Susanna Martin of Amesbury, a widow, was arrested on a warrant dated April 30, and examined at the Village church May 2. She is described as a short active woman, wearing a hood and scarf, plump and well developed in her figure, of remarkable personal neatness. One of the items of the evidence against her was, that, "in an extraordinary dirty season, when it was not fit for any person to travel, she came on foot" to a house at Newbury. The woman of the house, the substance of whose testimony I am giving, having asked, "whether she came from Amesbury afoot," expressed her surprise at her having ventured abroad in such bad walking, and bid her children make way for her to come to the fire to dry herself. She replied "she was as dry as I was," and turned her coats aside; "and I could not perceive that the soles of her shoes were wet. I was startled at it, that she should come so dry; and told her that I should have been wet up to my knees, if I should have come so far on foot." She replied that "she scorned to have a drabbled tail." The good woman who treated Susanna Martin on this occasion with such hospitable kindness received the impression, as appears by the import of her deposition, that, because Martin came into the house so wonderfully dry, she was therefore a witch. The only inference we are likely to draw is, that she was a particularly neat person; careful to pick her way; and did not wear skirts of the dimensions of our times.
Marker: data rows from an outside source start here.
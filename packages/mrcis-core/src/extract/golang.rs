//! Go extractor (§4.F table row 4), grounded on
//! `features/parsing/plugins/go.rs` in the teacher: packages, structs as
//! classes, functions, methods with the receiver as `parent_class`.

use std::path::Path;

use tree_sitter::{Node, Parser};

use crate::model::{
    ClassAttributes, CodeEntity, EntityAttributes, EntityKind, FunctionAttributes, ImportAttributes,
    MethodAttributes, Parameter, PendingReference, RelationType,
};

use super::context::{ExtractionContext, ExtractionResult};
use super::support::{classify_call_site, dedup_call_sites, is_instantiation, join_qualified_name, new_reference_id, split_receiver, stable_entity_id, CallSite};
use super::Extractor;

pub struct GoExtractor;

impl Extractor for GoExtractor {
    fn supports(&self, path: &Path) -> bool {
        path.extension().and_then(|e| e.to_str()) == Some("go")
    }

    fn extract(&self, ctx: &ExtractionContext) -> ExtractionResult {
        let started = std::time::Instant::now();
        let mut result = ExtractionResult::empty(ctx, "go");

        let mut parser = Parser::new();
        if parser.set_language(&tree_sitter_go::language()).is_err() {
            result.parse_errors.push("failed to initialize go grammar".to_string());
            return result;
        }
        let tree = match parser.parse(&ctx.source_bytes, None) {
            Some(t) => t,
            None => {
                result.parse_errors.push("go parse failed".to_string());
                return result;
            }
        };

        let module = ctx.module_segment();
        let mut walker = Walker { ctx, module: &module, result: &mut result };
        walker.visit(tree.root_node());

        result.extraction_time_ms = started.elapsed().as_millis() as u64;
        result
    }

    fn supported_extensions(&self) -> &'static [&'static str] {
        &["go"]
    }

    fn language_name(&self) -> &'static str {
        "go"
    }
}

struct Walker<'a> {
    ctx: &'a ExtractionContext,
    module: &'a str,
    result: &'a mut ExtractionResult,
}

impl<'a> Walker<'a> {
    fn text(&self, node: Node) -> String {
        node.utf8_text(&self.ctx.source_bytes).unwrap_or("").to_string()
    }

    fn visit(&mut self, node: Node) {
        let mut cursor = node.walk();
        for child in node.children(&mut cursor) {
            match child.kind() {
                "package_clause" => self.visit_package(child),
                "import_declaration" => self.visit_import(child),
                "function_declaration" => self.visit_function(child),
                "method_declaration" => self.visit_method(child),
                "type_declaration" => self.visit_type_declaration(child),
                _ => {}
            }
        }
    }

    fn visit_package(&mut self, node: Node) {
        let name = node
            .child_by_field_name("name")
            .map(|n| self.text(n))
            .unwrap_or_default();
        let id = stable_entity_id(&self.ctx.file_id, "package", &name);
        let entity = CodeEntity::new(
            id,
            self.ctx.repository_id.clone(),
            self.ctx.file_id.clone(),
            name.clone(),
            name,
            EntityKind::Package,
            "go",
            node.start_position().row as u32 + 1,
            node.end_position().row as u32 + 1,
        );
        self.result.entities.push(entity);
    }

    fn visit_import(&mut self, node: Node) {
        let line_start = node.start_position().row as u32 + 1;
        let mut specs = Vec::new();
        collect_import_specs(node, &mut specs);
        for spec in specs {
            let path = spec
                .child_by_field_name("path")
                .map(|n| self.text(n).trim_matches('"').to_string())
                .unwrap_or_default();
            let alias = spec.child_by_field_name("name").map(|n| self.text(n));
            let id = stable_entity_id(&self.ctx.file_id, "import", &format!("{path}@{line_start}"));
            let entity = CodeEntity::new(
                id.clone(),
                self.ctx.repository_id.clone(),
                self.ctx.file_id.clone(),
                format!("{path}@{line_start}"),
                path.clone(),
                EntityKind::Import,
                "go",
                spec.start_position().row as u32 + 1,
                spec.start_position().row as u32 + 1,
            )
            .with_attributes(EntityAttributes::Import(ImportAttributes {
                source_module: path.clone(),
                imported_symbols: Vec::new(),
                is_wildcard: false,
                is_relative: false,
                relative_level: 0,
                alias,
            }));
            self.result.entities.push(entity);
            self.push_pending(&id, self.module, &path, RelationType::Imports, line_start);
        }
    }

    fn visit_type_declaration(&mut self, node: Node) {
        let mut cursor = node.walk();
        for spec in node.children(&mut cursor).filter(|c| c.kind() == "type_spec") {
            let name_node = match spec.child_by_field_name("name") {
                Some(n) => n,
                None => continue,
            };
            let simple_name = self.text(name_node);
            let qualified_name = join_qualified_name(self.module, &[], &simple_name, ".");
            let line_start = spec.start_position().row as u32 + 1;
            let line_end = spec.end_position().row as u32 + 1;

            let underlying = spec.child_by_field_name("type");
            let kind_word = underlying.map(|n| n.kind()).unwrap_or("");
            if kind_word == "struct_type" || kind_word == "interface_type" {
                let kind = if kind_word == "interface_type" { EntityKind::Interface } else { EntityKind::Class };
                let id = stable_entity_id(&self.ctx.file_id, kind.as_str(), &qualified_name);
                let entity = CodeEntity::new(
                    id,
                    self.ctx.repository_id.clone(),
                    self.ctx.file_id.clone(),
                    qualified_name,
                    simple_name,
                    kind,
                    "go",
                    line_start,
                    line_end,
                )
                .with_source_text(self.text(spec))
                .with_attributes(if kind == EntityKind::Class {
                    EntityAttributes::Class(ClassAttributes::default())
                } else {
                    EntityAttributes::None
                });
                self.result.entities.push(entity);
            } else {
                let id = stable_entity_id(&self.ctx.file_id, "type_alias", &qualified_name);
                let entity = CodeEntity::new(
                    id,
                    self.ctx.repository_id.clone(),
                    self.ctx.file_id.clone(),
                    qualified_name,
                    simple_name,
                    EntityKind::TypeAlias,
                    "go",
                    line_start,
                    line_end,
                )
                .with_source_text(self.text(spec));
                self.result.entities.push(entity);
            }
        }
    }

    fn visit_function(&mut self, node: Node) {
        let name_node = match node.child_by_field_name("name") {
            Some(n) => n,
            None => return,
        };
        let simple_name = self.text(name_node);
        let qualified_name = join_qualified_name(self.module, &[], &simple_name, ".");
        let (attrs, call_sites, line_start, line_end, signature) = self.build_function_attrs(node, &qualified_name);

        let id = stable_entity_id(&self.ctx.file_id, "function", &qualified_name);
        let entity = CodeEntity::new(
            id.clone(),
            self.ctx.repository_id.clone(),
            self.ctx.file_id.clone(),
            qualified_name.clone(),
            simple_name,
            EntityKind::Function,
            "go",
            line_start,
            line_end,
        )
        .with_signature(signature)
        .with_source_text(self.text(node))
        .with_attributes(EntityAttributes::Function(attrs.clone()));
        self.result.entities.push(entity);
        for site in &call_sites {
            self.push_call(&id, &qualified_name, site, line_start);
        }
    }

    fn visit_method(&mut self, node: Node) {
        let name_node = match node.child_by_field_name("name") {
            Some(n) => n,
            None => return,
        };
        let simple_name = self.text(name_node);

        let receiver_type = node
            .child_by_field_name("receiver")
            .and_then(|params| {
                let mut cursor = params.walk();
                params.children(&mut cursor).find(|c| c.kind() == "parameter_declaration")
            })
            .and_then(|p| p.child_by_field_name("type"))
            .map(|t| self.text(t).trim_start_matches('*').to_string())
            .unwrap_or_default();

        let parent_qualified = join_qualified_name(self.module, &[], &receiver_type, ".");
        let qualified_name = join_qualified_name(self.module, &[receiver_type.clone()], &simple_name, ".");
        let (func_attrs, call_sites, line_start, line_end, signature) = self.build_function_attrs(node, &qualified_name);

        let id = stable_entity_id(&self.ctx.file_id, "method", &qualified_name);
        let entity = CodeEntity::new(
            id.clone(),
            self.ctx.repository_id.clone(),
            self.ctx.file_id.clone(),
            qualified_name.clone(),
            simple_name,
            EntityKind::Method,
            "go",
            line_start,
            line_end,
        )
        .with_signature(signature)
        .with_source_text(self.text(node))
        .with_attributes(EntityAttributes::Method(MethodAttributes {
            function: func_attrs.clone(),
            parent_class: parent_qualified,
            is_static: false,
            is_classmethod: false,
            is_property: false,
            is_constructor: false,
            overrides: None,
        }));
        self.result.entities.push(entity);
        for site in &call_sites {
            self.push_call(&id, &qualified_name, site, line_start);
        }
    }

    fn build_function_attrs(&self, node: Node, qualified_name: &str) -> (FunctionAttributes, Vec<CallSite>, u32, u32, String) {
        let line_start = node.start_position().row as u32 + 1;
        let line_end = node.end_position().row as u32 + 1;

        let mut parameters = Vec::new();
        if let Some(params) = node.child_by_field_name("parameters") {
            let mut cursor = params.walk();
            for p in params.children(&mut cursor).filter(|c| c.kind() == "parameter_declaration") {
                let type_text = p.child_by_field_name("type").map(|t| self.text(t));
                if let Some(name_node) = p.child_by_field_name("name") {
                    let mut param = Parameter::new(self.text(name_node));
                    param.type_annotation = type_text;
                    parameters.push(param);
                }
            }
        }
        let return_type = node.child_by_field_name("result").map(|n| self.text(n));

        let mut calls = Vec::new();
        if let Some(body) = node.child_by_field_name("body") {
            self.collect_calls(body, &mut calls, qualified_name);
        }

        let signature = format!(
            "({}){}",
            parameters.iter().map(|p| p.name.clone()).collect::<Vec<_>>().join(", "),
            return_type.as_ref().map(|t| format!(" {t}")).unwrap_or_default()
        );

        let call_sites = dedup_call_sites(calls);
        let mut attrs = FunctionAttributes {
            parameters,
            return_type,
            is_async: false,
            is_generator: false,
            calls: Vec::new(),
            type_references: Vec::new(),
        };
        for site in &call_sites {
            attrs.record_call(site.callee.clone());
        }
        (attrs, call_sites, line_start, line_end, signature)
    }

    /// Walk a function body collecting call expressions (§4.F.5, §4.F.6).
    /// Self/this receivers resolve immediately to `<Parent>.method` and
    /// are marked so `push_call` never re-derives a receiver from them.
    fn collect_calls(&self, node: Node, calls: &mut Vec<CallSite>, enclosing_qualified: &str) {
        let mut cursor = node.walk();
        for child in node.children(&mut cursor) {
            if child.kind() == "call_expression" {
                if let Some(func) = child.child_by_field_name("function") {
                    let callee_expr = self.text(func);
                    if let Some(site) = classify_call_site(&callee_expr, enclosing_qualified) {
                        calls.push(site);
                    }
                }
            }
            self.collect_calls(child, calls, enclosing_qualified);
        }
    }

    /// Like `push_pending`, but for a call/instantiation site: receiver
    /// disambiguation only applies when `site` wasn't already resolved
    /// from a self/this receiver (§4.F.5).
    fn push_call(&mut self, source_entity_id: &str, source_qualified_name: &str, site: &CallSite, line: u32) {
        let simple = site.callee.rsplit('.').next().unwrap_or(&site.callee);
        let relation_type = if is_instantiation(simple) { RelationType::Instantiates } else { RelationType::Calls };
        let mut reference = PendingReference::new(
            new_reference_id(),
            source_entity_id,
            source_qualified_name,
            &self.ctx.repository_id,
            &site.callee,
            relation_type,
            line,
        );
        if !site.self_resolved {
            if let Some((receiver, _)) = split_receiver(&site.callee) {
                reference = reference.with_receiver(receiver);
            }
        }
        self.result.pending_references.push(reference);
    }

    fn push_pending(&mut self, source_entity_id: &str, source_qualified_name: &str, target: &str, relation_type: RelationType, line: u32) {
        let reference = PendingReference::new(
            new_reference_id(),
            source_entity_id,
            source_qualified_name,
            &self.ctx.repository_id,
            target,
            relation_type,
            line,
        );
        self.result.pending_references.push(reference);
    }
}

fn collect_import_specs<'t>(node: Node<'t>, out: &mut Vec<Node<'t>>) {
    let mut cursor = node.walk();
    for child in node.children(&mut cursor) {
        match child.kind() {
            "import_spec" => out.push(child),
            "import_spec_list" => collect_import_specs(child, out),
            _ => {}
        }
    }
}

#[cfg(test)]
mod tests {
    use super::*;

    #[test]
    fn extracts_struct_and_method_with_receiver_as_parent() {
        let source = "package main\n\ntype Server struct {\n  Name string\n}\n\nfunc (s *Server) Start() {\n  helper()\n}\n\nfunc helper() {}\n";
        let ctx = ExtractionContext::new("cmd/server.go", "file-1", "repo-1", source.as_bytes().to_vec());
        let result = GoExtractor.extract(&ctx);
        assert!(result.entities.iter().any(|e| e.simple_name == "Server" && e.kind == EntityKind::Class));
        let method = result.entities.iter().find(|e| e.simple_name == "Start").unwrap();
        assert_eq!(method.attributes.as_method().unwrap().parent_class, "cmd/server.Server");
    }
}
The language reported by this witness to have been used by Susanna Martin created in her, at the time, visible mortification, as well as resentment. A writer at the period, not by any means inclined to give a representation favorable to the prisoners, reports her expression thus: "She scorned to be drabbled." She was undoubtedly a woman who spoke her mind freely, and with strength of expression, as the magistrates found. From this cause, perhaps, she had shocked the prejudices and violated the conventional scrupulosities then prevalent, to such a degree as to incur much comment, if not scandal. There had been a good deal of gossip about her; and, some time before, she had been proceeded against as a witch. But there was no ground for any serious charges against her character. Like Mrs. Ann Hibbens, perhaps the head and front of her offending was that she had more wit than her neighbors. She certainly was a strong-minded woman, as her examination shows. Two reports of it, each in the handwriting of Parris, have come down to us. They are almost identical, and in substance as follows:—

On the appearance of the accused, many of the witnesses against her instantly fell into fits. The magistrate inquired of them,—

"Hath this woman hurt you?"

"(Abigail Williams declared that she had hurt her often. 'Ann Putnam threw her glove at her in a fit,' and the rest were struck dumb at her presence.)

"What! do you laugh at it? said the magistrate.—Well I may at such folly.

"Is this folly to see these so hurt?—I never hurt man, woman, or child.

"(Mercy Lewis cried out, 'She hath hurt me a great many times, and plucks me down.' Then Martin laughed again. Several others cried out upon her, and the magistrate again addressed her.)

"What do you say to this?—I have no hand in witchcraft.

"What did you do? did you consent these should be hurt?—No, never in my life.